▸ WHAT IS REQUIRED: Where does the string "EthereumAdapter" appear in the listing below? Copy every line where it does.
---*---
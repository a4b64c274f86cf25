//! Re-derives owner/URI/metadata state for a block range or an explicit set
//! of tokens, independent of the live ingestion pipeline (spec.md §4.8).
//!
//! Two refresh shapes are supported: a scoped refresh against an explicit
//! `(owner, contract, token)` criteria triple, and a deep refresh over a
//! block range. Both route through `scan_range`, which consults
//! `BlockFilterManager` one `blocksPerLogsCall` window at a time — the same
//! granularity `RefreshPlugin` accumulates its filters at — so a window with
//! no candidate address is skipped without an `eth_getLogs` call, and every
//! decoded transfer is checked against the criteria table before being
//! handed to the pipeline.

use std::sync::Arc;

use ethabi::Token as AbiToken;
use slog::{info, warn, Logger};

use indexer_types::constants::DEFAULT_REFRESH_LOOKBACK_BLOCKS;
use indexer_types::domain::{OwnerMethod, Transfer};
use indexer_types::errors::RefreshError;
use indexer_types::ports::{ContractCall, EthGetLogsFilter, EthereumAdapter, PersistencePort};

use crate::abi_functions::{owner_function, token_uri_function};
use crate::filter_manager::BlockFilterManager;
use crate::metadata::MetadataResolver;
use crate::pipeline::Pipeline;

/// What a scoped refresh is asked to re-derive. At least one field must be set.
#[derive(Clone, Debug, Default)]
pub struct RefreshCriteria {
    pub owner: Option<String>,
    pub contract: Option<String>,
    pub token_id: Option<String>,
}

impl RefreshCriteria {
    fn validate(&self) -> Result<(), RefreshError> {
        if self.owner.is_none() && self.contract.is_none() && self.token_id.is_none() {
            return Err(RefreshError::EmptyCriteria);
        }
        Ok(())
    }
}

/// Counts from a `scan_range` pass, surfaced in log lines and available for
/// callers (e.g. a future status endpoint) that want the numbers directly.
#[derive(Clone, Debug, Default)]
pub struct RefreshStats {
    pub windows_scanned: u64,
    pub windows_skipped: u64,
    pub transfers_matched: u64,
}

pub struct RefreshOrchestrator {
    adapter: Arc<dyn EthereumAdapter>,
    persistence: Arc<dyn PersistencePort>,
    filter_manager: Arc<BlockFilterManager>,
    pipeline: Arc<Pipeline>,
    metadata: MetadataResolver,
    chain: String,
    blocks_per_logs_call: u64,
    logger: Logger,
}

impl RefreshOrchestrator {
    pub fn new(
        adapter: Arc<dyn EthereumAdapter>,
        persistence: Arc<dyn PersistencePort>,
        filter_manager: Arc<BlockFilterManager>,
        pipeline: Arc<Pipeline>,
        chain: String,
        blocks_per_logs_call: u64,
        logger: Logger,
    ) -> Self {
        let metadata = MetadataResolver::new(logger.clone());
        Self { adapter, persistence, filter_manager, pipeline, metadata, chain, blocks_per_logs_call: blocks_per_logs_call.max(1), logger }
    }

    /// Re-derives metadata/owner state for tokens matching `criteria`. A
    /// `(contract, token)` pair refreshes that single token's metadata
    /// directly; when `owner` is set, also runs a windowed scan over the
    /// lookback range so every token that owner touched gets re-materialized
    /// (spec.md §4.8).
    pub async fn refresh_scoped(&self, criteria: RefreshCriteria) -> Result<RefreshStats, RefreshError> {
        criteria.validate()?;
        info!(self.logger, "scoped refresh requested";
            "owner" => criteria.owner.clone(), "contract" => criteria.contract.clone(), "token_id" => criteria.token_id.clone());

        if let (Some(contract), Some(token_id)) = (&criteria.contract, &criteria.token_id) {
            self.refresh_single_token(contract, token_id).await?;
        }

        if criteria.owner.is_some() {
            let to = self.adapter.latest_block().await?;
            let from = to.saturating_sub(DEFAULT_REFRESH_LOOKBACK_BLOCKS);
            let stats = self.scan_range(&criteria, from, to).await?;
            info!(self.logger, "owner-scoped refresh scan complete";
                "owner" => criteria.owner.clone(), "windows_scanned" => stats.windows_scanned,
                "windows_skipped" => stats.windows_skipped, "transfers_matched" => stats.transfers_matched);
            return Ok(stats);
        }

        Ok(RefreshStats::default())
    }

    async fn refresh_single_token(&self, contract: &str, token_id: &str) -> Result<(), RefreshError> {
        let uri = self.call_token_uri(contract, token_id).await;
        let Some(uri) = uri else { return Ok(()) };

        match self.metadata.resolve(contract, token_id, &uri).await {
            Ok(_metadata) => {
                info!(self.logger, "refreshed token metadata"; "contract" => contract, "token_id" => token_id);
            }
            Err(err) => {
                warn!(self.logger, "metadata refresh failed"; "contract" => contract, "token_id" => token_id, "error" => err.to_string());
            }
        }
        Ok(())
    }

    async fn call_token_uri(&self, contract: &str, token_id: &str) -> Option<String> {
        let function = token_uri_function();
        let token_id_u256 = ethabi::Uint::from_str_radix(token_id, 16).ok()?;
        let call = ContractCall {
            address: contract.to_string(),
            function,
            args: vec![AbiToken::Uint(token_id_u256)],
            at_block: None,
        };
        let result = self.adapter.call(call).await.ok()?;
        match result.into_iter().next() {
            Some(AbiToken::String(uri)) => Some(uri),
            _ => None,
        }
    }

    /// Walks `[from, to]` a `blocksPerLogsCall` window at a time, delegating
    /// to `scan_range` (spec.md §4.8). `contract_address` becomes the
    /// criteria's `contract` field; callers wanting an owner- or token-scoped
    /// deep scan should build a `RefreshCriteria` and call `scan_range`
    /// directly via `refresh_scoped`.
    pub async fn deep_refresh(&self, contract_address: &str, from: Option<u64>, to: u64) -> Result<RefreshStats, RefreshError> {
        let criteria = RefreshCriteria { contract: Some(contract_address.to_string()), ..Default::default() };
        let from = from.unwrap_or_else(|| to.saturating_sub(DEFAULT_REFRESH_LOOKBACK_BLOCKS));
        let stats = self.scan_range(&criteria, from, to).await?;
        info!(self.logger, "deep refresh complete"; "contract" => contract_address, "from" => from, "to" => to,
            "windows_scanned" => stats.windows_scanned, "windows_skipped" => stats.windows_skipped, "transfers_matched" => stats.transfers_matched);
        Ok(stats)
    }

    /// The shared windowed scan: for each `blocksPerLogsCall` window in
    /// `[from, to]`, skip it outright if neither `criteria.owner` nor
    /// `criteria.contract` could be present per the address-filter bloom
    /// (spec.md §4.3), otherwise fetch and decode its logs and keep only the
    /// transfers the six-row criteria table accepts (spec.md §4.8).
    async fn scan_range(&self, criteria: &RefreshCriteria, from: u64, to: u64) -> Result<RefreshStats, RefreshError> {
        if from > to {
            return Err(RefreshError::InvalidRange { from, to });
        }

        let mut stats = RefreshStats::default();

        if criteria.owner.is_none() && criteria.contract.is_none() {
            // Neither address field is set: the criteria table rejects every
            // transfer regardless of what a scan would find, so skip it.
            let window_count = (to - from) / self.blocks_per_logs_call + 1;
            stats.windows_skipped = window_count;
            return Ok(stats);
        }

        let probe_addresses: Vec<String> = [criteria.owner.clone(), criteria.contract.clone()].into_iter().flatten().collect();
        let log_filter = EthGetLogsFilter { contracts: criteria.contract.clone().into_iter().collect(), topics: vec![] };

        let mut window_start = from;
        while window_start <= to {
            let window_end = (window_start + self.blocks_per_logs_call - 1).min(to);
            let window = (window_start, window_end);

            let mut may_contain = false;
            for address in &probe_addresses {
                match self.filter_manager.may_contain(window, address).await {
                    Ok(true) => {
                        may_contain = true;
                        break;
                    }
                    Ok(false) => {}
                    Err(_) => {
                        // No recorded filter for this window: scan it rather
                        // than silently skip blocks we have no data on.
                        may_contain = true;
                        break;
                    }
                }
            }

            if !may_contain {
                stats.windows_skipped += 1;
                window_start = window_end + 1;
                continue;
            }

            stats.windows_scanned += 1;
            let logs = self.adapter.get_logs(window_start, window_end, &log_filter).await?;
            let matching: Vec<Transfer> = logs
                .iter()
                .flat_map(|log| crate::decoder::decode(&self.logger, &self.chain, log))
                .filter(|transfer| matches_criteria(criteria, transfer))
                .collect();

            stats.transfers_matched += matching.len() as u64;
            if !matching.is_empty() {
                self.pipeline
                    .materialize_refresh(&matching)
                    .await
                    .map_err(|e| RefreshError::LogSource(indexer_types::errors::LogSourceError::Rpc(e.to_string())))?;
            }

            window_start = window_end + 1;
        }

        Ok(stats)
    }

    /// Resolves a contract's `owner()` view call, falling back to marking it
    /// unresolved rather than guessing at a creator address the pipeline
    /// hasn't observed yet (spec.md §4.8's `contract_owner_stats`).
    pub async fn refresh_contract_owner(&self, contract_address: &str) -> (Option<String>, OwnerMethod) {
        let function = owner_function();
        let call = ContractCall { address: contract_address.to_string(), function, args: vec![], at_block: None };
        let (owner, method) = match self.adapter.call(call).await {
            Ok(result) => match result.into_iter().next() {
                Some(AbiToken::Address(addr)) => (Some(format!("0x{:x}", addr)), OwnerMethod::OwnerCall),
                _ => (None, OwnerMethod::Unknown),
            },
            Err(_) => (None, OwnerMethod::Unknown),
        };

        if let Some(owner) = &owner {
            let contract = indexer_types::domain::Contract {
                address: contract_address.to_string(),
                chain: self.chain.clone(),
                name: None,
                symbol: None,
                owner_address: Some(owner.clone()),
                creator_address: None,
                owner_method: Some(method),
                latest_block: 0,
            };
            if let Err(err) = self.persistence.bulk_upsert_contracts(vec![contract]).await {
                warn!(self.logger, "failed to persist refreshed contract owner"; "contract" => contract_address, "error" => err.to_string());
            }
        }

        (owner, method)
    }
}

/// The six-row `(owner, contract, token)` criterion table (spec.md §4.8):
/// whichever fields are set must all match; an owner match means the owner
/// appears as either `from` or `to`. Neither `owner` nor `contract` set
/// rejects everything — a bare token id has nothing to scan logs for.
fn matches_criteria(criteria: &RefreshCriteria, transfer: &Transfer) -> bool {
    let owner_ok = || criteria.owner.as_deref().map_or(true, |o| transfer.from == o || transfer.to == o);
    let contract_ok = || criteria.contract.as_deref().map_or(true, |c| transfer.contract_address.eq_ignore_ascii_case(c));
    let token_ok = || criteria.token_id.as_deref().map_or(true, |t| transfer.token_id == t);

    let owner_set = criteria.owner.is_some();
    let contract_set = criteria.contract.is_some();
    let token_set = criteria.token_id.is_some();

    if owner_set && contract_set && token_set {
        owner_ok() && contract_ok() && token_ok()
    } else if owner_set && contract_set {
        owner_ok() && contract_ok()
    } else if owner_set {
        owner_ok()
    } else if contract_set && token_set {
        contract_ok() && token_ok()
    } else if contract_set {
        contract_ok()
    } else {
        false
    }
}

#[cfg(test)]
mod tests {
    use super::*;

    fn transfer(contract: &str, from: &str, to: &str, token_id: &str) -> Transfer {
        Transfer {
            chain: "ethereum".into(),
            contract_address: contract.into(),
            from: from.into(),
            to: to.into(),
            token_id: token_id.into(),
            token_type: indexer_types::domain::TokenType::Erc721,
            amount: 1,
            block_number: 1,
            tx_index: 0,
        }
    }

    #[test]
    fn criteria_with_nothing_set_fails_validation() {
        assert!(RefreshCriteria::default().validate().is_err());
    }

    #[test]
    fn criteria_with_one_field_set_is_valid() {
        let criteria = RefreshCriteria { owner: Some("0xa".into()), ..Default::default() };
        assert!(criteria.validate().is_ok());
    }

    #[test]
    fn owner_only_matches_either_side_of_the_transfer() {
        let criteria = RefreshCriteria { owner: Some("0xa".into()), ..Default::default() };
        assert!(matches_criteria(&criteria, &transfer("0xc", "0xa", "0xb", "1")));
        assert!(matches_criteria(&criteria, &transfer("0xc", "0xb", "0xa", "1")));
        assert!(!matches_criteria(&criteria, &transfer("0xc", "0xb", "0xd", "1")));
    }

    #[test]
    fn contract_and_token_both_required_when_both_set() {
        let criteria = RefreshCriteria { contract: Some("0xc".into()), token_id: Some("1".into()), ..Default::default() };
        assert!(matches_criteria(&criteria, &transfer("0xc", "0xa", "0xb", "1")));
        assert!(!matches_criteria(&criteria, &transfer("0xc", "0xa", "0xb", "2")));
        assert!(!matches_criteria(&criteria, &transfer("0xd", "0xa", "0xb", "1")));
    }

    #[test]
    fn owner_and_contract_both_required_ignoring_token() {
        let criteria = RefreshCriteria { owner: Some("0xa".into()), contract: Some("0xc".into()), ..Default::default() };
        assert!(matches_criteria(&criteria, &transfer("0xc", "0xa", "0xb", "99")));
        assert!(!matches_criteria(&criteria, &transfer("0xd", "0xa", "0xb", "99")));
    }

    #[test]
    fn token_id_alone_matches_nothing() {
        let criteria = RefreshCriteria { token_id: Some("1".into()), ..Default::default() };
        assert!(!matches_criteria(&criteria, &transfer("0xc", "0xa", "0xb", "1")));
    }
}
---*---
▸ YOUR SOLUTION:
use indexer_types::ports::{ContractCall, EthGetLogsFilter, EthereumAdapter, PersistencePort};
    adapter: Arc<dyn EthereumAdapter>,
        adapter: Arc<dyn EthereumAdapter>,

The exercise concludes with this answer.